▶ [Listed entries]
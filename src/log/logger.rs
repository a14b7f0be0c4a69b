//! Logger fanning messages out to named channels

use std::error::Error as StdError;
use std::fs::File;
use std::io::BufWriter;
use std::ops::{Deref, DerefMut};
use std::path::Path;

use tracing::debug;

use crate::error::{Error, Result};
use crate::time::{self, Timestamp};

use super::channel::{split_lines, LogChannel, Sink, INDENT_TEXT};
use super::entry::Entry;
use super::level::LogLevel;

/// Name of the channel registered by `add_console_channel`
pub const CONSOLE_CHANNEL: &str = "console";

/// Writes filtered status information to a set of channels.
///
/// Sink I/O failures are swallowed: a broken log file never interrupts the
/// caller. Contract violations (unknown channel, duplicate name) are errors.
#[derive(Debug)]
pub struct Logger {
    /// Channels in registration order
    channels: Vec<LogChannel>,
    /// Origin for every channel's cumulative time
    global_start_time: Timestamp,
    /// Current indentation depth, shared by all channels
    indent_count: usize,
}

impl Default for Logger {
    fn default() -> Self {
        Self::new()
    }
}

impl Logger {
    /// Create a logger with no channels.
    ///
    /// Cumulative times are measured from this call, including on channels
    /// added later.
    pub fn new() -> Self {
        Self {
            channels: Vec::new(),
            global_start_time: time::now(),
            indent_count: 0,
        }
    }

    // Channels

    /// Register a new channel
    pub fn add_channel(
        &mut self,
        name: impl Into<String>,
        sink: Sink,
        level: LogLevel,
        eraseable: bool,
    ) -> Result<&mut Self> {
        let name = name.into();
        if self.has_channel(&name) {
            return Err(Error::DuplicateChannel(name));
        }

        debug!("Adding log channel {} ({:?}, level {})", name, sink, level);
        let mut channel = LogChannel::new(name, sink, level, eraseable, Some(self.global_start_time));
        channel.indent_count = self.indent_count;
        self.channels.push(channel);
        Ok(self)
    }

    /// Register an erasable channel called "console" on stdout
    pub fn add_console_channel(&mut self, level: LogLevel) -> Result<&mut Self> {
        self.add_channel(CONSOLE_CHANNEL, Sink::Stdout, level, true)
    }

    /// Register a channel writing to `path`, truncating it
    pub fn add_file_channel(
        &mut self,
        name: impl Into<String>,
        path: impl AsRef<Path>,
        level: LogLevel,
    ) -> Result<&mut Self> {
        let name = name.into();
        if self.has_channel(&name) {
            return Err(Error::DuplicateChannel(name));
        }
        let file = File::create(path.as_ref())?;
        self.add_channel(name, Sink::stream(BufWriter::new(file)), level, false)
    }

    /// Whether a channel called `name` is registered
    pub fn has_channel(&self, name: &str) -> bool {
        self.channels.iter().any(|c| c.name() == name)
    }

    /// Names of all registered channels, in registration order
    pub fn list_channels(&self) -> Vec<String> {
        self.channels.iter().map(|c| c.name().to_string()).collect()
    }

    /// Look up a channel by name
    pub fn channel(&self, name: &str) -> Option<&LogChannel> {
        self.channels.iter().find(|c| c.name() == name)
    }

    /// Close and drop a channel. No-op if it is not registered.
    pub fn remove_channel(&mut self, name: &str) -> &mut Self {
        if let Some(index) = self.channels.iter().position(|c| c.name() == name) {
            let channel = self.channels.remove(index);
            debug!("Removing log channel {}", name);
            let _ = channel.close();
        }
        self
    }

    /// Close and drop every channel
    pub fn clear_channels(&mut self) -> &mut Self {
        for channel in self.channels.drain(..) {
            let _ = channel.close();
        }
        self
    }

    /// Same as `clear_channels`
    pub fn close(&mut self) -> &mut Self {
        self.clear_channels()
    }

    /// Change the level of one channel. Fails if `name` is not registered.
    pub fn set_channel_level(&mut self, name: &str, level: LogLevel) -> Result<&mut Self> {
        let channel = self
            .channels
            .iter_mut()
            .find(|c| c.name() == name)
            .ok_or_else(|| Error::ChannelNotFound(name.to_string()))?;
        channel.level = level;
        Ok(self)
    }

    /// Change the level of every channel at once
    pub fn set_level(&mut self, level: LogLevel) -> &mut Self {
        for channel in &mut self.channels {
            channel.level = level;
        }
        self
    }

    // Indentation

    /// Current indentation depth
    pub fn indent_count(&self) -> usize {
        self.indent_count
    }

    /// Indent subsequent messages on every channel by one level
    pub fn indent(&mut self) -> &mut Self {
        self.set_indent(self.indent_count + 1);
        self
    }

    /// Outdent by one level, never below zero
    pub fn outdent(&mut self) -> &mut Self {
        self.set_indent(self.indent_count.saturating_sub(1));
        self
    }

    /// Indent until the returned guard drops
    pub fn indented(&mut self) -> IndentGuard<'_> {
        self.indent();
        IndentGuard { logger: self }
    }

    fn set_indent(&mut self, count: usize) {
        self.indent_count = count;
        for channel in &mut self.channels {
            channel.indent_count = count;
        }
    }

    // Writing

    /// Write at TRACE level. See `write`.
    pub fn trace<'a>(&mut self, entry: impl Into<Entry<'a>>, append: bool) -> &mut Self {
        self.write(LogLevel::Trace, entry, append)
    }

    /// Write at DEBUG level
    pub fn debug<'a>(&mut self, entry: impl Into<Entry<'a>>, append: bool) -> &mut Self {
        self.write(LogLevel::Debug, entry, append)
    }

    /// Write at INFO level
    pub fn info<'a>(&mut self, entry: impl Into<Entry<'a>>, append: bool) -> &mut Self {
        self.write(LogLevel::Info, entry, append)
    }

    /// Write at WARN level
    pub fn warn<'a>(&mut self, entry: impl Into<Entry<'a>>, append: bool) -> &mut Self {
        self.write(LogLevel::Warn, entry, append)
    }

    /// Write at ERROR level.
    ///
    /// The error, if any, is rendered with its source chain, one indented
    /// line per error, after the entry text. Nothing is written when both
    /// arguments are `None`.
    pub fn error<'a>(
        &mut self,
        entry: Option<Entry<'a>>,
        error: Option<&(dyn StdError + 'static)>,
        append: bool,
    ) -> &mut Self {
        if entry.is_none() && error.is_none() {
            return self;
        }

        let message = Entry::lazy(move || {
            let mut message = entry
                .as_ref()
                .map(|e| e.resolve().into_owned())
                .unwrap_or_default();
            if let Some(error) = error {
                let trace = format_error_chain(error);
                if !message.is_empty() && !trace.is_empty() {
                    message.push('\n');
                }
                message.push_str(&trace);
            }
            message
        });
        self.write(LogLevel::Error, message, append)
    }

    /// Fan an entry out to every channel. Lazy entries are evaluated at
    /// most once, and only if some channel accepts `level`.
    pub fn write<'a>(&mut self, level: LogLevel, entry: impl Into<Entry<'a>>, append: bool) -> &mut Self {
        if !self.channels.iter().any(|c| c.accepts(level)) {
            return self;
        }

        let entry = entry.into();
        let text = entry.resolve();
        for channel in &mut self.channels {
            let _ = channel.write_text(level, &text, append);
        }
        self
    }

    /// Append erasable text on every channel that supports it
    pub fn append_eraseable(&mut self, text: &str) -> &mut Self {
        for channel in &mut self.channels {
            let _ = channel.append_eraseable(text);
        }
        self
    }

    /// Erase the last erasable text on every channel
    pub fn erase(&mut self) -> &mut Self {
        for channel in &mut self.channels {
            let _ = channel.erase();
        }
        self
    }
}

impl Drop for Logger {
    fn drop(&mut self) {
        self.clear_channels();
    }
}

/// Render an error and its sources, one indented line each
fn format_error_chain(error: &(dyn StdError + 'static)) -> String {
    let mut lines = Vec::new();
    let mut current = Some(error);
    let mut first = true;
    while let Some(err) = current {
        let text = if first {
            err.to_string()
        } else {
            format!("caused by: {err}")
        };
        first = false;
        for line in split_lines(&text) {
            let line = line.trim_end();
            if !line.is_empty() {
                lines.push(format!("{INDENT_TEXT}{line}"));
            }
        }
        current = err.source();
    }
    lines.join("\n")
}

/// Indentation scope on a `Logger`. Outdents exactly once on drop.
pub struct IndentGuard<'a> {
    logger: &'a mut Logger,
}

impl Deref for IndentGuard<'_> {
    type Target = Logger;

    fn deref(&self) -> &Logger {
        self.logger
    }
}

impl DerefMut for IndentGuard<'_> {
    fn deref_mut(&mut self) -> &mut Logger {
        self.logger
    }
}

impl Drop for IndentGuard<'_> {
    fn drop(&mut self) {
        self.logger.outdent();
    }
}
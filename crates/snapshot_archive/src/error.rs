//! Archive-layer error types.

/// Errors that can occur while reading or writing an archive.
#[derive(Debug, thiserror::Error)]
pub enum ArchiveError {
    /// The underlying stream failed.
    #[error("archive I/O error: {0}")]
    Io(#[from] std::io::Error),

    /// The stream ended before a value could be read in full.
    #[error("unexpected end of archive: needed {needed} more bytes")]
    UnexpectedEof {
        /// How many bytes the failed read still required.
        needed: usize,
    },

    /// A length prefix exceeded the archive's sanity limit.
    #[error("declared payload length {length} exceeds the limit of {limit} bytes")]
    PayloadTooLarge {
        /// The declared length.
        length: usize,
        /// The configured limit.
        limit: usize,
    },
}
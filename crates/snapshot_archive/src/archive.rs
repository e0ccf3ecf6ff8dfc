//! The archive seam: ordered primitive and byte-payload I/O.
//!
//! Snapshot operations never touch a concrete stream type; they speak to
//! [`ArchiveWrite`] and [`ArchiveRead`]. Both contracts are strictly
//! sequential — values come back exactly in the order they were written,
//! and no random access is required of the backing stream.
//!
//! [`BinaryWriter`] and [`BinaryReader`] are the stock little-endian
//! implementations over any `std::io` stream.

use std::io::{Read, Write};

use crate::error::ArchiveError;

/// Sanity limit on a single byte payload. A length prefix above this is
/// treated as stream corruption rather than honoured with an allocation.
pub const MAX_PAYLOAD_LEN: usize = 256 * 1024 * 1024;

/// Ordered write access to a self-delimiting binary stream.
pub trait ArchiveWrite {
    /// Append a `u16`.
    fn write_u16(&mut self, value: u16) -> Result<(), ArchiveError>;

    /// Append a `u32`.
    fn write_u32(&mut self, value: u32) -> Result<(), ArchiveError>;

    /// Append a `u64`.
    fn write_u64(&mut self, value: u64) -> Result<(), ArchiveError>;

    /// Append raw bytes, without any framing of their own.
    fn write_bytes(&mut self, bytes: &[u8]) -> Result<(), ArchiveError>;
}

/// Ordered read access to a stream previously produced through
/// [`ArchiveWrite`].
pub trait ArchiveRead {
    /// Read the next `u16`.
    fn read_u16(&mut self) -> Result<u16, ArchiveError>;

    /// Read the next `u32`.
    fn read_u32(&mut self) -> Result<u32, ArchiveError>;

    /// Read the next `u64`.
    fn read_u64(&mut self) -> Result<u64, ArchiveError>;

    /// Read exactly `count` bytes.
    fn read_bytes(&mut self, count: usize) -> Result<Vec<u8>, ArchiveError>;

    /// Read and discard exactly `count` bytes.
    fn skip_bytes(&mut self, count: usize) -> Result<(), ArchiveError> {
        self.read_bytes(count).map(|_| ())
    }
}

/// Little-endian archive writer over any [`std::io::Write`] stream.
#[derive(Debug)]
pub struct BinaryWriter<W: Write> {
    inner: W,
}

impl<W: Write> BinaryWriter<W> {
    /// Wrap a stream.
    pub fn new(inner: W) -> Self {
        Self { inner }
    }

    /// Unwrap the underlying stream.
    pub fn into_inner(self) -> W {
        self.inner
    }
}

impl BinaryWriter<Vec<u8>> {
    /// Create a writer backed by a fresh in-memory buffer.
    #[must_use]
    pub fn in_memory() -> Self {
        Self::new(Vec::new())
    }
}

impl<W: Write> ArchiveWrite for BinaryWriter<W> {
    fn write_u16(&mut self, value: u16) -> Result<(), ArchiveError> {
        Ok(self.inner.write_all(&value.to_le_bytes())?)
    }

    fn write_u32(&mut self, value: u32) -> Result<(), ArchiveError> {
        Ok(self.inner.write_all(&value.to_le_bytes())?)
    }

    fn write_u64(&mut self, value: u64) -> Result<(), ArchiveError> {
        Ok(self.inner.write_all(&value.to_le_bytes())?)
    }

    fn write_bytes(&mut self, bytes: &[u8]) -> Result<(), ArchiveError> {
        Ok(self.inner.write_all(bytes)?)
    }
}

/// Little-endian archive reader over any [`std::io::Read`] stream.
#[derive(Debug)]
pub struct BinaryReader<R: Read> {
    inner: R,
}

impl<R: Read> BinaryReader<R> {
    /// Wrap a stream.
    pub fn new(inner: R) -> Self {
        Self { inner }
    }

    /// Unwrap the underlying stream.
    pub fn into_inner(self) -> R {
        self.inner
    }

    fn fill(&mut self, buf: &mut [u8]) -> Result<(), ArchiveError> {
        self.inner.read_exact(buf).map_err(|e| {
            if e.kind() == std::io::ErrorKind::UnexpectedEof {
                ArchiveError::UnexpectedEof { needed: buf.len() }
            } else {
                ArchiveError::Io(e)
            }
        })
    }
}

impl<'a> BinaryReader<&'a [u8]> {
    /// Create a reader over an in-memory buffer.
    #[must_use]
    pub fn from_slice(bytes: &'a [u8]) -> Self {
        Self::new(bytes)
    }
}

impl<R: Read> ArchiveRead for BinaryReader<R> {
    fn read_u16(&mut self) -> Result<u16, ArchiveError> {
        let mut buf = [0u8; 2];
        self.fill(&mut buf)?;
        Ok(u16::from_le_bytes(buf))
    }

    fn read_u32(&mut self) -> Result<u32, ArchiveError> {
        let mut buf = [0u8; 4];
        self.fill(&mut buf)?;
        Ok(u32::from_le_bytes(buf))
    }

    fn read_u64(&mut self) -> Result<u64, ArchiveError> {
        let mut buf = [0u8; 8];
        self.fill(&mut buf)?;
        Ok(u64::from_le_bytes(buf))
    }

    fn read_bytes(&mut self, count: usize) -> Result<Vec<u8>, ArchiveError> {
        if count > MAX_PAYLOAD_LEN {
            return Err(ArchiveError::PayloadTooLarge {
                length: count,
                limit: MAX_PAYLOAD_LEN,
            });
        }
        let mut buf = vec![0u8; count];
        self.fill(&mut buf)?;
        Ok(buf)
    }
}

#[cfg(test)]
mod tests {
    use super::*;

    #[test]
    fn test_primitive_roundtrip() {
        let mut writer = BinaryWriter::in_memory();
        writer.write_u16(0xBEEF).unwrap();
        writer.write_u32(7).unwrap();
        writer.write_u64(u64::MAX).unwrap();
        let buf = writer.into_inner();

        let mut reader = BinaryReader::from_slice(&buf);
        assert_eq!(reader.read_u16().unwrap(), 0xBEEF);
        assert_eq!(reader.read_u32().unwrap(), 7);
        assert_eq!(reader.read_u64().unwrap(), u64::MAX);
    }

    #[test]
    fn test_bytes_roundtrip() {
        let mut writer = BinaryWriter::in_memory();
        writer.write_bytes(b"payload").unwrap();
        let buf = writer.into_inner();

        let mut reader = BinaryReader::from_slice(&buf);
        assert_eq!(reader.read_bytes(7).unwrap(), b"payload");
    }

    #[test]
    fn test_little_endian_layout() {
        let mut writer = BinaryWriter::in_memory();
        writer.write_u32(0x0102_0304).unwrap();
        assert_eq!(writer.into_inner(), vec![0x04, 0x03, 0x02, 0x01]);
    }

    #[test]
    fn test_short_read_is_eof() {
        let mut reader = BinaryReader::from_slice(&[0x01, 0x02]);
        assert!(matches!(
            reader.read_u32(),
            Err(ArchiveError::UnexpectedEof { .. })
        ));
    }

    #[test]
    fn test_oversized_request_rejected() {
        let mut reader = BinaryReader::from_slice(&[]);
        assert!(matches!(
            reader.read_bytes(MAX_PAYLOAD_LEN + 1),
            Err(ArchiveError::PayloadTooLarge { .. })
        ));
    }

    #[test]
    fn test_skip_bytes_advances() {
        let mut writer = BinaryWriter::in_memory();
        writer.write_bytes(&[9, 9, 9]).unwrap();
        writer.write_u32(5).unwrap();
        let buf = writer.into_inner();

        let mut reader = BinaryReader::from_slice(&buf);
        reader.skip_bytes(3).unwrap();
        assert_eq!(reader.read_u32().unwrap(), 5);
    }
}
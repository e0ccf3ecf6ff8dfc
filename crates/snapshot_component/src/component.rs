//! Core [`Component`] trait and type identity.
//!
//! Every piece of data a snapshot can carry must implement [`Component`].
//! The trait requires `Serialize + DeserializeOwned` so component values can
//! be encoded into snapshot payloads, and `Send + Sync + 'static` so erased
//! values can be moved between registries.
//!
//! Type identity is *name-based*: [`ComponentTypeId`] is the FNV-1a 64-bit
//! hash of the component's string name. A name hash is stable across builds
//! and processes, which raw `TypeId`s are not — a snapshot written by one
//! binary must be loadable by another.

use serde::{Serialize, de::DeserializeOwned};

/// A unique identifier for a component type, derived from its string name
/// using the FNV-1a 64-bit hash algorithm.
///
/// The ID is deterministic: any process that applies FNV-1a to the same
/// UTF-8 name bytes produces the same tag, so it doubles as the on-wire
/// section tag for that component type.
#[derive(Debug, Clone, Copy, PartialEq, Eq, Hash, PartialOrd, Ord)]
pub struct ComponentTypeId(pub u64);

impl ComponentTypeId {
    const FNV_OFFSET_BASIS: u64 = 0xcbf2_9ce4_8422_2325;
    const FNV_PRIME: u64 = 0x0100_0000_01b3;

    /// Compute the tag for a component name with FNV-1a 64-bit.
    #[must_use]
    pub const fn from_name(name: &str) -> Self {
        let bytes = name.as_bytes();
        let mut hash = Self::FNV_OFFSET_BASIS;
        let mut i = 0;
        while i < bytes.len() {
            hash ^= bytes[i] as u64;
            hash = hash.wrapping_mul(Self::FNV_PRIME);
            i += 1;
        }
        Self(hash)
    }

    /// Compute the tag for a Rust component type `T`.
    #[must_use]
    pub fn of<T: Component>() -> Self {
        Self::from_name(T::type_name())
    }
}

impl std::fmt::Display for ComponentTypeId {
    fn fmt(&self, f: &mut std::fmt::Formatter<'_>) -> std::fmt::Result {
        write!(f, "{:#018x}", self.0)
    }
}

/// The contract all snapshot-visible data must satisfy.
///
/// # Examples
///
/// ```rust
/// use serde::{Serialize, Deserialize};
/// use snapshot_component::Component;
///
/// #[derive(Debug, Clone, Serialize, Deserialize)]
/// struct Health {
///     current: f32,
///     max: f32,
/// }
///
/// impl Component for Health {
///     fn type_name() -> &'static str { "Health" }
/// }
/// ```
pub trait Component: Send + Sync + 'static + Serialize + DeserializeOwned {
    /// A stable, human-readable name for this component type.
    fn type_name() -> &'static str;

    /// Returns the [`ComponentTypeId`] for this component.
    fn type_id() -> ComponentTypeId {
        ComponentTypeId::from_name(Self::type_name())
    }
}

#[cfg(test)]
mod tests {
    use super::*;

    #[derive(Debug, Clone, serde::Serialize, serde::Deserialize, PartialEq)]
    struct Health {
        current: f32,
        max: f32,
    }

    impl Component for Health {
        fn type_name() -> &'static str {
            "Health"
        }
    }

    #[test]
    fn test_type_id_is_stable() {
        assert_eq!(Health::type_id(), Health::type_id());
    }

    #[test]
    fn test_type_id_matches_from_name() {
        assert_eq!(Health::type_id(), ComponentTypeId::from_name("Health"));
    }

    #[test]
    fn test_type_id_differs_between_names() {
        assert_ne!(
            ComponentTypeId::from_name("Health"),
            ComponentTypeId::from_name("Velocity")
        );
    }

    #[test]
    fn test_fnv1a_known_vector() {
        // FNV-1a 64-bit of the empty string is the offset basis itself.
        assert_eq!(
            ComponentTypeId::from_name(""),
            ComponentTypeId(0xcbf2_9ce4_8422_2325)
        );
    }
}
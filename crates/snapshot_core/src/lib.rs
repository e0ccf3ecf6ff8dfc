//! # snapshot_core
//!
//! Capture and restore of ECS registry state.
//!
//! Three operations share one stream layout:
//!
//! - [`SnapshotWriter`] — walks a registry and emits the entity list plus
//!   one section per requested component type into an archive.
//! - [`SnapshotLoader`] — full rebuild: recreates entities under their
//!   *original* identifiers (index and version) in an empty registry.
//! - [`ContinuousLoader`] — merge: allocates *fresh* identifiers in a live
//!   registry and rewrites embedded entity references through a
//!   [`RemapTable`](snapshot_component::RemapTable) and per-type
//!   reference-patch callbacks.
//!
//! All operations are synchronous and single-threaded over one archive and
//! one registry; the caller provides exclusion.
//!
//! ## Usage
//!
//! ```rust
//! use serde::{Serialize, Deserialize};
//! use snapshot_archive::{BinaryReader, BinaryWriter};
//! use snapshot_component::{CodecRegistry, Component, Entity};
//! use snapshot_core::{ContinuousLoader, SnapshotWriter};
//! use snapshot_registry::{Registry, SparseRegistry};
//!
//! #[derive(Debug, Serialize, Deserialize)]
//! struct Link { target: Entity }
//! impl Component for Link {
//!     fn type_name() -> &'static str { "Link" }
//! }
//!
//! let mut codecs = CodecRegistry::new();
//! codecs.register_with_patch::<Link, _>(|link, remapper| {
//!     link.target = remapper.remap(link.target);
//!     Ok(())
//! });
//!
//! let mut world = SparseRegistry::new();
//! let a = world.create_entity();
//! let b = world.create_entity();
//! world.insert(a, Link { target: b }).unwrap();
//!
//! let mut archive = BinaryWriter::in_memory();
//! SnapshotWriter::new(&codecs)
//!     .capture(&world, &[Link::type_id()], &mut archive)
//!     .unwrap();
//! let stream = archive.into_inner();
//!
//! let mut other = SparseRegistry::new();
//! let mut loader = ContinuousLoader::new(&codecs);
//! loader
//!     .load(&mut BinaryReader::from_slice(&stream), &mut other)
//!     .unwrap();
//! let table = loader.into_remap_table();
//! assert!(other.is_alive(table.get(b).unwrap()));
//! ```

pub mod continuous;
pub mod error;
pub mod format;
pub mod loader;
pub mod writer;

pub use continuous::ContinuousLoader;
pub use error::SnapshotError;
pub use loader::SnapshotLoader;
pub use writer::SnapshotWriter;
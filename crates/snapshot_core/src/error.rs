//! Snapshot-pipeline error types.
//!
//! Every failure carries enough context — the entity, the component tag, the
//! structural detail — for the caller to diagnose it. The core never retries
//! anything; the caller decides whether to start over from a fresh archive.

use snapshot_archive::ArchiveError;
use snapshot_component::{CodecError, ComponentTypeId, Entity, PatchError};

/// Errors raised by snapshot capture and restore operations.
#[derive(Debug, thiserror::Error)]
pub enum SnapshotError {
    /// The archive stream failed while writing or reading. The archive is
    /// left in an unspecified state and must be discarded.
    #[error("archive failure: {0}")]
    Archive(ArchiveError),

    /// A component payload failed to encode or decode.
    #[error("codec failure for {type_id} on {entity}: {source}")]
    Codec {
        /// The component type involved.
        type_id: ComponentTypeId,
        /// The entity whose payload failed.
        entity: Entity,
        /// The underlying codec error.
        source: CodecError,
    },

    /// A requested component type has no codec registered.
    #[error("no codec registered for component type {type_id}")]
    TypeNotRegistered {
        /// The unregistered tag.
        type_id: ComponentTypeId,
    },

    /// The stream violates the snapshot layout: bad magic, unsupported
    /// version, sections out of order, or truncated data.
    #[error("malformed snapshot stream: {detail}")]
    MalformedStream {
        /// What was found where, and what was expected.
        detail: String,
    },

    /// Full rebuild only: a component record addressed an entity the
    /// entity-list section never created.
    #[error("component {type_id} references entity {entity}, which the snapshot never listed")]
    DanglingReference {
        /// The unlisted entity.
        entity: Entity,
        /// The component type whose record referenced it.
        type_id: ComponentTypeId,
    },

    /// Full rebuild only: the target registry already holds the exact
    /// identifier being restored.
    #[error("identifier {entity} is already live in the target registry")]
    IdentifierConflict {
        /// The conflicting identifier.
        entity: Entity,
    },

    /// Continuous load only: a reference-patch callback rejected its input.
    /// Entities and components merged before the failure are retained.
    #[error("reference-patch callback failed for {type_id} on snapshot entity {entity}: {source}")]
    Callback {
        /// The component type whose callback failed.
        type_id: ComponentTypeId,
        /// The snapshot-side entity whose component was being patched.
        entity: Entity,
        /// The callback's error.
        source: PatchError,
    },
}

impl From<ArchiveError> for SnapshotError {
    fn from(err: ArchiveError) -> Self {
        match err {
            // A short read means the stream was cut off mid-section: that is
            // a structural defect of the snapshot, not an I/O fault.
            ArchiveError::UnexpectedEof { needed } => SnapshotError::MalformedStream {
                detail: format!("stream truncated ({needed} bytes short)"),
            },
            other => SnapshotError::Archive(other),
        }
    }
}
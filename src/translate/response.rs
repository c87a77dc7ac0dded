use super::anthropic_types::{MessagesResponse, ResponseContentBlock, Usage};
use super::openai_types::{ChatCompletionResponse, ChatErrorResponse};
use crate::error::{ProxyError, Result};

/// Translate an OpenAI Chat Completion response into an Anthropic Messages response.
///
/// `id` and `model` are copied from the upstream. The first choice's content
/// becomes the single text block. A response without `choices[0]` or `usage`
/// is not a completion we can translate and yields `ProxyError::Translation`.
pub fn openai_to_anthropic(resp: &ChatCompletionResponse) -> Result<MessagesResponse> {
    let choice = resp
        .choices
        .first()
        .ok_or_else(|| ProxyError::translation("upstream response has no choices"))?;
    let usage = resp
        .usage
        .as_ref()
        .ok_or_else(|| ProxyError::translation("upstream response has no usage"))?;

    let text = choice.message.content.clone().unwrap_or_default();

    Ok(MessagesResponse {
        id: resp.id.clone(),
        response_type: "message".to_string(),
        role: "assistant".to_string(),
        content: vec![ResponseContentBlock::Text { text }],
        model: resp.model.clone(),
        stop_reason: Some(map_finish_reason(choice.finish_reason.as_deref()).to_string()),
        stop_sequence: None,
        usage: Usage {
            input_tokens: usage.prompt_tokens,
            output_tokens: usage.completion_tokens,
        },
    })
}

/// Map OpenAI finish_reason to Anthropic stop_reason. Anything unrecognised,
/// including a missing reason, is a natural end of turn.
pub fn map_finish_reason(reason: Option<&str>) -> &'static str {
    match reason {
        Some("stop") => "end_turn",
        Some("length") => "max_tokens",
        Some("tool_calls") => "tool_use",
        _ => "end_turn",
    }
}

/// Human-readable text of an upstream error body: the OpenAI error message when
/// the body is an error object, otherwise the (truncated) raw body.
pub fn upstream_error_text(body: &str) -> String {
    match serde_json::from_str::<ChatErrorResponse>(body) {
        Ok(err) => err.error.message,
        Err(_) => truncate(body.trim(), 500).to_string(),
    }
}

fn truncate(s: &str, max: usize) -> &str {
    if s.len() <= max {
        return s;
    }
    let mut end = max;
    while !s.is_char_boundary(end) {
        end -= 1;
    }
    &s[..end]
}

▶ [Task to carry out]
Among the lines above, find each one containing the string "reading" and copy it.

▶ [Task solution]
/// Errors that can occur while reading or writing an archive.
    /// The archive stream failed while writing or reading. The archive is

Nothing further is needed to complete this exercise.